Nomadland (BFI London Film Festival Review)

DIRECTOR: Chloé Zhao

CAST: Frances McDormand, David Strathairn, Linda May, Charlene Swankie, Bob Wells

RUNNING TIME: 108 mins

CERTIFICATE: 15

BASICALLY…: After losing everything in the Great Recession, Fern (McDormand) travels through the American West to live her life as a nomad…

 

 

NOW FOR THE REVIEW…

This review is of the cut shown at the BFI London Film Festival in October 2020 – the UK release date is currently listed for January 1st 2021.

There are many striking things about Chloé Zhao’s Nomadland, but perhaps the most profound is how earth-shatteringly normal it is. Despite its pedigree leading lady and current position as de facto front-runner for the upcoming awards season, there’s barely a movie moment within it – no shouty emotional monologues, no crowd-pleasing character arcs, no sudden plot twists which turn everything on their head, nothing like that. Instead, it’s all so smooth and calm, taking you on a leisurely stroll through the economically challenged landscapes of Middle America, and meeting several interesting folks along the way.

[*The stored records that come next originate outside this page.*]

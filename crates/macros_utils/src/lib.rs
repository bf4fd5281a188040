//! Small declarative helpers shared by the HTTP binaries.

#[cfg(feature = "actix")]
#[doc(hidden)]
pub use actix_web;

/// Generate a `routes` function that registers handlers on an actix
/// `ServiceConfig`.
///
/// `route name` registers a handler produced by the actix route macros,
/// `module name` delegates to `name::routes`.
///
/// ```ignore
/// macros_utils::routes! {
///     route health_route,
///     module refresh,
/// }
/// ```
#[cfg(feature = "actix")]
#[macro_export]
macro_rules! routes {
    ($($kind:ident $name:ident),* $(,)?) => {
        pub fn routes(config: &mut $crate::actix_web::web::ServiceConfig) {
            $( $crate::__register_route!(config, $kind $name); )*
        }
    };
}

#[cfg(feature = "actix")]
#[doc(hidden)]
#[macro_export]
macro_rules! __register_route {
    ($config:ident, route $name:ident) => {
        $config.service($name);
    };
    ($config:ident, module $name:ident) => {
        $name::routes($config);
    };
}
use anyhow::Result;
use libsql::Connection;

/// Schema version - increment when making schema changes
const SCHEMA_VERSION: i32 = 2;

/// Bring the schema up to [`SCHEMA_VERSION`]
pub async fn run_migrations(conn: &Connection) -> Result<()> {
    conn.execute(
        "CREATE TABLE IF NOT EXISTS schema_migrations (
            version INTEGER PRIMARY KEY,
            applied_at INTEGER NOT NULL,
            description TEXT
        )",
        (),
    )
    .await?;

    let current_version = get_current_version(conn).await?;

    if current_version >= SCHEMA_VERSION {
        tracing::info!("Database schema is up to date (version {})", current_version);
        return Ok(());
    }

    tracing::info!("Running migrations from version {} to {}", current_version, SCHEMA_VERSION);

    if current_version < 1 {
        run_migration_v1(conn).await?;
        record_migration(conn, 1, "Owners and targets").await?;
    }

    if current_version < 2 {
        run_migration_v2(conn).await?;
        record_migration(conn, 2, "Index targets by owner").await?;
    }

    tracing::info!("Database migrations completed successfully (now at version {})", SCHEMA_VERSION);
    Ok(())
}

async fn get_current_version(conn: &Connection) -> Result<i32> {
    let mut rows = conn.query("SELECT MAX(version) FROM schema_migrations", ()).await?;

    if let Some(row) = rows.next().await? {
        let version: Option<i32> = row.get(0)?;
        Ok(version.unwrap_or(0))
    } else {
        Ok(0)
    }
}

async fn record_migration(conn: &Connection, version: i32, description: &str) -> Result<()> {
    let now = chrono::Utc::now().timestamp();

    conn.execute(
        "INSERT INTO schema_migrations (version, applied_at, description) VALUES (?, ?, ?)",
        libsql::params![version, now, description],
    )
    .await?;

    tracing::info!("Applied migration v{}: {}", version, description);
    Ok(())
}

/// Migration v1: owners and the targets they register
async fn run_migration_v1(conn: &Connection) -> Result<()> {
    conn.execute(
        "CREATE TABLE IF NOT EXISTS owners (
            id TEXT PRIMARY KEY,
            username TEXT NOT NULL UNIQUE,
            telegram_chat_id INTEGER,
            created_at INTEGER NOT NULL
        )",
        (),
    )
    .await?;

    conn.execute(
        "CREATE TABLE IF NOT EXISTS targets (
            id TEXT PRIMARY KEY,
            url TEXT NOT NULL,
            owner_id TEXT NOT NULL,
            last_status TEXT NOT NULL DEFAULT 'UNKNOWN',
            last_checked INTEGER,
            created_at INTEGER NOT NULL,
            FOREIGN KEY (owner_id) REFERENCES owners(id) ON DELETE CASCADE
        )",
        (),
    )
    .await?;

    Ok(())
}

/// Migration v2: owner-scoped refreshes list by owner
async fn run_migration_v2(conn: &Connection) -> Result<()> {
    conn.execute(
        "CREATE INDEX IF NOT EXISTS idx_targets_owner ON targets(owner_id, created_at)",
        (),
    )
    .await?;

    Ok(())
}
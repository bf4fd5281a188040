use std::io::Error as IoError;

use actix_web::http::StatusCode;
use actix_web::{HttpResponse, ResponseError};
use serde_json::json;
use sitewatch_service::config::ConfigError;
use thiserror::Error;

#[derive(Debug, Error)]
pub enum AppError {
    #[error("{0:#}")]
    Io(#[from] IoError),
    #[error("Address parsing error: {0}")]
    AddrParse(#[from] std::net::AddrParseError),
    #[error("Configuration error: {0}")]
    Config(#[from] ConfigError),
    #[error("Engine startup failed: {0:#}")]
    Engine(#[from] anyhow::Error),
}

/// Errors returned to HTTP clients as `{"error": ...}`
#[derive(Debug, Error)]
pub enum ApiError {
    #[error("Invalid owner id")]
    InvalidOwnerId,
    #[error("Failed to get targets")]
    Listing(#[source] anyhow::Error),
}

impl ResponseError for ApiError {
    fn status_code(&self) -> StatusCode {
        match self {
            ApiError::InvalidOwnerId => StatusCode::BAD_REQUEST,
            ApiError::Listing(_) => StatusCode::INTERNAL_SERVER_ERROR,
        }
    }

    fn error_response(&self) -> HttpResponse {
        if let ApiError::Listing(e) = self {
            tracing::error!("Refresh failed: {:#}", e);
        }
        HttpResponse::build(self.status_code()).json(json!({ "error": self.to_string() }))
    }
}
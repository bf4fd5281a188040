use std::path::Path;
use std::sync::atomic::{AtomicUsize, Ordering};

use anyhow::Result;
use deadpool::managed::{self, Pool, RecycleResult};
use libsql::{Builder, Connection, Database, Error as LibsqlError};
use tracing::debug;

/// How long a connection waits on a locked database before failing a write
const BUSY_TIMEOUT_MS: u32 = 5_000;

pub struct LibsqlManager {
    database: Database,
    created: AtomicUsize,
}

impl LibsqlManager {
    pub fn new(database: Database) -> Self {
        Self { database, created: AtomicUsize::new(0) }
    }

    pub fn connections_created(&self) -> usize {
        self.created.load(Ordering::Relaxed)
    }
}

impl managed::Manager for LibsqlManager {
    type Type = Connection;
    type Error = LibsqlError;

    async fn create(&self) -> Result<Self::Type, Self::Error> {
        let conn = self.database.connect()?;
        // PRAGMA returns a row, so it has to go through query()
        conn.query(&format!("PRAGMA busy_timeout = {BUSY_TIMEOUT_MS}"), ()).await?;
        let count = self.created.fetch_add(1, Ordering::Relaxed) + 1;
        debug!("Opened database connection #{}", count);
        Ok(conn)
    }

    async fn recycle(
        &self,
        conn: &mut Self::Type,
        _: &managed::Metrics,
    ) -> RecycleResult<Self::Error> {
        conn.query("SELECT 1", ())
            .await?
            .next()
            .await?
            .ok_or(LibsqlError::QueryReturnedNoRows)?;
        Ok(())
    }
}

pub type LibsqlPool = Pool<LibsqlManager>;

/// Open (or create) a local database file and wrap it in a pool
pub async fn open_pool(path: impl AsRef<Path>, max_connections: usize) -> Result<LibsqlPool> {
    let path = path.as_ref();
    if let Some(parent) = path.parent().filter(|p| !p.as_os_str().is_empty()) {
        std::fs::create_dir_all(parent)?;
    }

    let database = Builder::new_local(path).build().await?;

    // WAL lets status writes proceed while sweeps are reading
    let conn = database.connect()?;
    conn.query("PRAGMA journal_mode = WAL", ()).await?;

    let pool = Pool::builder(LibsqlManager::new(database)).max_size(max_connections).build()?;
    Ok(pool)
}
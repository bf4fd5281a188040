#![warn(clippy::all, clippy::pedantic)]

use std::net::{AddrParseError, IpAddr, SocketAddr};
use std::path::PathBuf;

use actix_web::{App, HttpServer, web};
use clap::Parser;
use tokio_util::sync::CancellationToken;
use tracing::info;

mod error;
mod routes;
mod state;

use error::AppError;
use logger::init_tracing;
use sitewatch_service::config::{Config, Server};
use sitewatch_service::orchestrator::{Orchestrator, shutdown_signal};
use state::AppState;

/// Uptime monitor with an HTTP trigger for owner refreshes
#[derive(Debug, Parser)]
#[command(version, about)]
struct Args {
    /// Config file path (defaults to $XDG_CONFIG_HOME/sitewatch/config.toml)
    #[arg(short, long)]
    config: Option<PathBuf>,
}

#[tokio::main]
async fn main() -> Result<(), AppError> {
    init_tracing();

    let args = Args::parse();
    let config = Config::load(args.config.as_deref())?;
    println!("{config}");

    let addr = bind_address(&config.server)?;
    let orchestrator = Orchestrator::new(config).await?;

    let cancel = CancellationToken::new();
    let scheduler = orchestrator.start(cancel.clone());
    let state = web::Data::new(AppState::new(orchestrator.scheduler().clone(), cancel.clone()));

    let result = run_server(addr, state).await;

    cancel.cancel();
    if let Err(e) = scheduler.await {
        tracing::error!("Scheduler task failed: {}", e);
    }
    result
}

/// Works for IPv4 and bare IPv6 binds alike
fn bind_address(server: &Server) -> Result<SocketAddr, AddrParseError> {
    Ok((server.bind.trim().parse::<IpAddr>()?, server.port).into())
}

async fn run_server(addr: SocketAddr, state: web::Data<AppState>) -> Result<(), AppError> {
    let server = HttpServer::new(move || App::new().app_data(state.clone()).configure(routes::routes))
        .disable_signals()
        .bind(addr)?
        .run();
    let handle = server.handle();
    info!("Listening on {}", addr);

    tokio::spawn(async move {
        shutdown_signal().await;
        handle.stop(true).await;
    });

    server.await?;
    Ok(())
}
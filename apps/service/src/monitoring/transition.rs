use chrono::Utc;
use uuid::Uuid;

use super::types::{StatusTransition, TargetStatus};

/// Decides whether a fresh probe result is a change worth announcing
///
/// Stateless: it knows nothing about other sweeps, so two sweeps that both saw
/// the same old status will both get a transition back.
#[derive(Debug, Clone, Copy, Default)]
pub struct TransitionDetector;

impl TransitionDetector {
    pub fn compare(
        &self,
        target_id: Uuid,
        old_status: TargetStatus,
        new_status: TargetStatus,
    ) -> Option<StatusTransition> {
        (old_status != new_status).then(|| StatusTransition {
            target_id,
            old_status,
            new_status,
            observed_at: Utc::now(),
        })
    }
}
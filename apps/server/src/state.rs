use std::sync::Arc;

use sitewatch_service::monitoring::MonitoringScheduler;
use tokio_util::sync::CancellationToken;

/// Shared by every worker through `web::Data`
pub struct AppState {
    pub scheduler: Arc<MonitoringScheduler>,
    /// Refreshes stop starting new probes once the process shuts down
    pub cancel: CancellationToken,
}

impl AppState {
    pub fn new(scheduler: Arc<MonitoringScheduler>, cancel: CancellationToken) -> Self {
        Self { scheduler, cancel }
    }
}
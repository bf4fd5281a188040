use actix_web::{HttpResponse, post, web};
use serde::Serialize;
use uuid::Uuid;

use crate::error::ApiError;
use crate::state::AppState;

macros_utils::routes! {
    route refresh_route,
}

#[derive(Debug, Serialize)]
struct RefreshResponse {
    message: &'static str,
    total: usize,
    updated: usize,
}

/// Probe every target of one owner now and report how many were stored
#[post("/owners/{owner_id}/refresh")]
pub async fn refresh_route(
    state: web::Data<AppState>,
    owner_id: web::Path<String>,
) -> Result<HttpResponse, ApiError> {
    let owner_id = Uuid::parse_str(&owner_id).map_err(|_| ApiError::InvalidOwnerId)?;

    let summary = state
        .scheduler
        .refresh_owner(owner_id, &state.cancel)
        .await
        .map_err(ApiError::Listing)?;

    let message = if summary.total == 0 { "No targets to refresh" } else { "Targets refreshed successfully" };

    Ok(HttpResponse::Ok().json(RefreshResponse { message, total: summary.total, updated: summary.updated }))
}
use std::env::var;

use tracing::{level_filters::LevelFilter, warn};
use tracing_subscriber::{Layer, filter::EnvFilter, layer::SubscriberExt, util::SubscriberInitExt};

/// Output format, picked with `RUST_LOG_FORMAT`.
#[derive(Debug, Clone, Copy, PartialEq, Eq, Default)]
pub enum LogFormat {
    #[default]
    Compact,
    Json,
}

impl LogFormat {
    fn from_env_value(value: &str) -> Self {
        match value.trim().to_ascii_lowercase().as_str() {
            "json" => LogFormat::Json,
            _ => LogFormat::Compact,
        }
    }
}

pub fn init() {
    init_with_level(LevelFilter::INFO);
}

/// Initialize the global subscriber with `level` as the default directive.
///
/// Calling this more than once is harmless: later calls log a warning and keep
/// the subscriber that is already installed.
pub fn init_with_level(level: LevelFilter) {
    let env_filter = EnvFilter::builder().with_default_directive(level.into()).from_env_lossy();

    let log_format = var("RUST_LOG_FORMAT")
        .map(|value| LogFormat::from_env_value(&value))
        .unwrap_or_default();

    let log_layer = match log_format {
        LogFormat::Json => tracing_subscriber::fmt::layer()
            .json()
            .with_current_span(false)
            .with_filter(env_filter)
            .boxed(),
        LogFormat::Compact => tracing_subscriber::fmt::layer()
            .compact()
            .with_target(false)
            .with_filter(env_filter)
            .boxed(),
    };

    if let Err(error) = tracing_subscriber::registry().with(log_layer).try_init() {
        warn!("Tracing subscriber already initialised: {error}");
    }
}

Like a modern-day Grapes of Wrath, Zhao’s masterful Nomadland is a blissful study of the American working-class at its most defiant, refusing to let certain worries about homelessness or financial ruin get them down, and both examines and celebrates the nomad lifestyle as one where, despite everything, there is love and joy to be found. It is, simply, outstanding.

Our gateway into this particular world is a woman named Fern (Frances McDormand), a former teacher who faced financial ruin along with her husband and several others in their neighbourhood of Empire, Nevada (where things got so bad that the entire zip code was discontinued) in the wake of the Great Recession, and who we first meet as she’s dumping a load of household items into a storage facility. From there, she sets off in a makeshift van to live the life of a nomad, travelling across the country and finding menial work to earn whatever money she can, from a stint or two at an Amazon packaging factory to a fast food restaurant to selling several types of rocks. Along the way, she encounters several people who are also living the nomad lifestyle, and learns their reasons as to why they have adopted this way of life as well as how it fulfils them in ways a more domesticated existence never could.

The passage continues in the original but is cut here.